Fast Scatter Artifacts Correction for Cone-Beam CT without System Modification and Repeat Scan

TL;DR

This paper introduces a fast, accurate scatter correction algorithm for cone-beam CT that improves image quality without system modifications or additional scans, using a novel estimation and denoising approach.

Contribution

The paper presents a new scatter correction method combining coarse estimation and total-variation denoising tailored for Poisson signals, applicable in clinical CBCT imaging.

Findings

Significantly reduces scatter artifacts in CBCT images.

Recovers accurate HU values in both projection and image domains.
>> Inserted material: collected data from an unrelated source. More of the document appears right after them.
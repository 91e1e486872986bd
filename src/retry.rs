//! Retry utilities: exponential backoff with jitter, and conflict retry
//!
//! Two policies are used against the API server:
//!
//! - [`retry_transient`] for reads that may fail transiently (secret reads).
//!   Built on [`retry_with_backoff`]'s loop, capped by attempt count.
//! - [`retry_on_conflict`] for read-modify-write updates guarded by
//!   `resourceVersion`. Only HTTP 409 is retried; every other error returns
//!   immediately.
//!
//! # Example
//!
//! ```ignore
//! use rhmi_alerts::retry::retry_on_conflict;
//!
//! retry_on_conflict("scale syndesis-ui", || async {
//!     let mut dc = api.get("syndesis-ui").await?;
//!     set_replicas(&mut dc, 0);
//!     api.replace("syndesis-ui", &PostParams::default(), &dc).await?;
//!     Ok(())
//! })
//! .await?;
//! ```

use std::time::Duration;

use rand::Rng;
use tracing::{debug, error, warn};

use crate::Error;

/// Configuration for operations that may fail transiently.
#[derive(Clone, Debug)]
pub struct RetryConfig {
    /// Maximum number of attempts (0 = infinite)
    pub max_attempts: u32,
    /// Initial delay between retries
    pub initial_delay: Duration,
    /// Maximum delay between retries
    pub max_delay: Duration,
    /// Multiplier for exponential backoff
    pub backoff_multiplier: f64,
    /// Jitter as a fraction of the delay (0.5 = 0.5x to 1.5x)
    pub jitter: f64,
}

impl Default for RetryConfig {
    fn default() -> Self {
        Self {
            max_attempts: 0,
            initial_delay: Duration::from_millis(100),
            max_delay: Duration::from_secs(30),
            backoff_multiplier: 2.0,
            jitter: 0.5,
        }
    }
}

impl RetryConfig {
    /// Create a config with a maximum number of attempts
    pub fn with_max_attempts(attempts: u32) -> Self {
        Self {
            max_attempts: attempts,
            ..Default::default()
        }
    }

    /// The Kubernetes client default for optimistic-concurrency retries:
    /// 5 attempts, 10ms apart, 10% jitter, no growth.
    pub fn conflict() -> Self {
        Self {
            max_attempts: 5,
            initial_delay: Duration::from_millis(10),
            max_delay: Duration::from_millis(10),
            backoff_multiplier: 1.0,
            jitter: 0.1,
        }
    }

    fn jittered(&self, delay: Duration) -> Duration {
        if self.jitter <= 0.0 {
            return delay;
        }
        let factor = rand::thread_rng().gen_range((1.0 - self.jitter)..(1.0 + self.jitter));
        Duration::from_secs_f64(delay.as_secs_f64() * factor)
    }

    fn next_delay(&self, delay: Duration) -> Duration {
        Duration::from_secs_f64(
            (delay.as_secs_f64() * self.backoff_multiplier).min(self.max_delay.as_secs_f64()),
        )
    }
}

/// Execute an async operation with exponential backoff and jitter.
///
/// Retries every error until success or until `max_attempts` is reached,
/// in which case the last error is returned.
pub async fn retry_with_backoff<F, Fut, T, E>(
    config: &RetryConfig,
    operation_name: &str,
    operation: F,
) -> Result<T, E>
where
    F: FnMut() -> Fut,
    Fut: std::future::Future<Output = Result<T, E>>,
    E: std::fmt::Display,
{
    retry_if(config, operation_name, |_: &E| true, operation).await
}

/// Retry a read-modify-write operation while it fails with HTTP 409 Conflict.
///
/// Uses [`RetryConfig::conflict`]. Non-conflict errors are returned on the
/// first occurrence; exhausting the attempts returns the last conflict.
pub async fn retry_on_conflict<F, Fut, T>(operation_name: &str, operation: F) -> Result<T, Error>
where
    F: FnMut() -> Fut,
    Fut: std::future::Future<Output = Result<T, Error>>,
{
    retry_if(
        &RetryConfig::conflict(),
        operation_name,
        Error::is_conflict,
        operation,
    )
    .await
}

/// Retry while the error is [`Error::is_transient`], up to `config.max_attempts`.
///
/// Not-found and permission errors surface on the first attempt.
pub async fn retry_transient<F, Fut, T>(
    config: &RetryConfig,
    operation_name: &str,
    operation: F,
) -> Result<T, Error>
where
    F: FnMut() -> Fut,
    Fut: std::future::Future<Output = Result<T, Error>>,
{
    retry_if(config, operation_name, Error::is_transient, operation).await
}

async fn retry_if<F, Fut, T, E, P>(
    config: &RetryConfig,
    operation_name: &str,
    retryable: P,
    mut operation: F,
) -> Result<T, E>
where
    F: FnMut() -> Fut,
    Fut: std::future::Future<Output = Result<T, E>>,
    E: std::fmt::Display,
    P: Fn(&E) -> bool,
{
    let mut attempt = 0u32;
    let mut delay = config.initial_delay;

    loop {
        attempt += 1;

        match operation().await {
            Ok(result) => return Ok(result),
            Err(e) if !retryable(&e) => {
                debug!(
                    operation = %operation_name,
                    attempt = attempt,
                    error = %e,
                    "Operation failed with non-retryable error"
                );
                return Err(e);
            }
            Err(e) => {
                if config.max_attempts > 0 && attempt >= config.max_attempts {
                    error!(
                        operation = %operation_name,
                        attempt = attempt,
                        error = %e,
                        "Operation failed after max retries"
                    );
                    return Err(e);
                }

                let jittered_delay = config.jittered(delay);

                warn!(
                    operation = %operation_name,
                    attempt = attempt,
                    error = %e,
                    delay_ms = jittered_delay.as_millis(),
                    "Operation failed, retrying"
                );

                tokio::time::sleep(jittered_delay).await;
                delay = config.next_delay(delay);
            }
        }
    }
}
Proves robust against segmentation variations.

Abstract

We provide a fast and accurate scatter artifacts correction algorithm for cone beam CT (CBCT) imaging. The method starts with an estimation of coarse scatter profile for a set of CBCT images. A total-variation denoising algorithm designed specifically for Poisson signal is then applied to derive the final scatter distribution. Qualitatively and quantitatively evaluations using Monte Carlo (MC) simulations, experimental CBCT phantom data, and \emph{in vivo} human data acquired for a clinical image guided radiation therapy were performed. Results show that the proposed algorithm can significantly reduce scatter artifacts and recover the correct HU within either projection domain or image domain. Further test shows the method is robust with respect to segmentation procedure.